*EXTRACTED ENTRIES*
****

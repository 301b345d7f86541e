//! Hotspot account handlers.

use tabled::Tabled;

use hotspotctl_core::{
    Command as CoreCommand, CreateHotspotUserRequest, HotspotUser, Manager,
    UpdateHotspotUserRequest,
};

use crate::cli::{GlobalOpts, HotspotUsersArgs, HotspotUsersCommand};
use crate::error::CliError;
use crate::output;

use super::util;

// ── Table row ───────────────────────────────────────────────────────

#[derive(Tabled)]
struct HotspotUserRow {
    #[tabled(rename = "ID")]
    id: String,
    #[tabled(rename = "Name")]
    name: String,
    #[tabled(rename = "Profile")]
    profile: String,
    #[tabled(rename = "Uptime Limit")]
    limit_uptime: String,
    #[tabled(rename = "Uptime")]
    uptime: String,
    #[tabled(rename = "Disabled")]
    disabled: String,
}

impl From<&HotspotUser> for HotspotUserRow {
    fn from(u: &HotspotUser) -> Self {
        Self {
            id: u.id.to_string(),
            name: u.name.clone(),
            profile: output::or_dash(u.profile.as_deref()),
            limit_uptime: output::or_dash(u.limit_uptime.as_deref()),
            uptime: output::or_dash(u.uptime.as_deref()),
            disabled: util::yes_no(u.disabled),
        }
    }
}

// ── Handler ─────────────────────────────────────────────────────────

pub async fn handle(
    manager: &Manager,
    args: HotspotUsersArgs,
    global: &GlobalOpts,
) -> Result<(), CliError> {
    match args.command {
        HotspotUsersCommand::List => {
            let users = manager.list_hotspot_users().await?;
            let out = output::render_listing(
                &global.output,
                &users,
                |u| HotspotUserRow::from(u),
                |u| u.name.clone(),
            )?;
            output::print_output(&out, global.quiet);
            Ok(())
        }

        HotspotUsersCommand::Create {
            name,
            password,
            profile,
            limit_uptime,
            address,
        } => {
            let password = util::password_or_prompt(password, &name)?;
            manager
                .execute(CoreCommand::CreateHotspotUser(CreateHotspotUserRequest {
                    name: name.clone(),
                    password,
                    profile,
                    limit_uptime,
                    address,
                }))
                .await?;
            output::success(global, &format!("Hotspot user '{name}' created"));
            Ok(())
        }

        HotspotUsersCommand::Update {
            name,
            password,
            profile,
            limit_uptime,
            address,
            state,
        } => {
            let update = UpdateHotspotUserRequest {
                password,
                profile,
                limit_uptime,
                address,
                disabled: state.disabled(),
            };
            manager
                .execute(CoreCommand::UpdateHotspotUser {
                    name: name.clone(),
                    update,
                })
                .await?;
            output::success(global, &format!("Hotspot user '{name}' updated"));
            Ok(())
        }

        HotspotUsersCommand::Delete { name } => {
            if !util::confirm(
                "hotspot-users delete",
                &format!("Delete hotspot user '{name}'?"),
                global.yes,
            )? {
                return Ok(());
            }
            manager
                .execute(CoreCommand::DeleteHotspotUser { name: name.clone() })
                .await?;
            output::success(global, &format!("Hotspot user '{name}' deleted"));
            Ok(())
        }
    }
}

****

*WORK REQUIRED*
Reproduce each line of the material above precisely.

*TASK RESULT*
repository 301b345d7f86541e
//! Hotspot account handlers.

use tabled::Tabled;

use hotspotctl_core::{
    Command as CoreCommand, CreateHotspotUserRequest, HotspotUser, Manager,
    UpdateHotspotUserRequest,
};

use crate::cli::{GlobalOpts, HotspotUsersArgs, HotspotUsersCommand};
use crate::error::CliError;
use crate::output;

use super::util;

// ── Table row ───────────────────────────────────────────────────────

#[derive(Tabled)]
struct HotspotUserRow {
    #[tabled(rename = "ID")]
    id: String,
    #[tabled(rename = "Name")]
    name: String,
    #[tabled(rename = "Profile")]
    profile: String,
    #[tabled(rename = "Uptime Limit")]
    limit_uptime: String,
    #[tabled(rename = "Uptime")]
    uptime: String,
    #[tabled(rename = "Disabled")]
    disabled: String,
}

impl From<&HotspotUser> for HotspotUserRow {
    fn from(u: &HotspotUser) -> Self {
        Self {
            id: u.id.to_string(),
            name: u.name.clone(),
            profile: output::or_dash(u.profile.as_deref()),
            limit_uptime: output::or_dash(u.limit_uptime.as_deref()),
            uptime: output::or_dash(u.uptime.as_deref()),
            disabled: util::yes_no(u.disabled),
        }
    }
}

// ── Handler ─────────────────────────────────────────────────────────

pub async fn handle(
    manager: &Manager,
    args: HotspotUsersArgs,
    global: &GlobalOpts,
) -> Result<(), CliError> {
    match args.command {
        HotspotUsersCommand::List => {
            let users = manager.list_hotspot_users().await?;
            let out = output::render_listing(
                &global.output,
                &users,
                |u| HotspotUserRow::from(u),
                |u| u.name.clone(),
            )?;
            output::print_output(&out, global.quiet);
            Ok(())
        }

        HotspotUsersCommand::Create {
            name,
            password,
            profile,
            limit_uptime,
            address,
        } => {
            let password = util::password_or_prompt(password, &name)?;
            manager
                .execute(CoreCommand::CreateHotspotUser(CreateHotspotUserRequest {
                    name: name.clone(),
                    password,
                    profile,
                    limit_uptime,
                    address,
                }))
                .await?;
            output::success(global, &format!("Hotspot user '{name}' created"));
            Ok(())
        }

        HotspotUsersCommand::Update {
            name,
            password,
            profile,
            limit_uptime,
            address,
            state,
        } => {
            let update = UpdateHotspotUserRequest {
                password,
                profile,
                limit_uptime,
                address,
                disabled: state.disabled(),
            };
            manager
                .execute(CoreCommand::UpdateHotspotUser {
                    name: name.clone(),
                    update,
                })
                .await?;
            output::success(global, &format!("Hotspot user '{name}' updated"));
            Ok(())
        }

        HotspotUsersCommand::Delete { name } => {
            if !util::confirm(
                "hotspot-users delete",
                &format!("Delete hotspot user '{name}'?"),
                global.yes,
            )? {
                return Ok(());
            }
            manager
                .execute(CoreCommand::DeleteHotspotUser { name: name.clone() })
                .await?;
            output::success(global, &format!("Hotspot user '{name}' deleted"));
            Ok(())
        }
    }
}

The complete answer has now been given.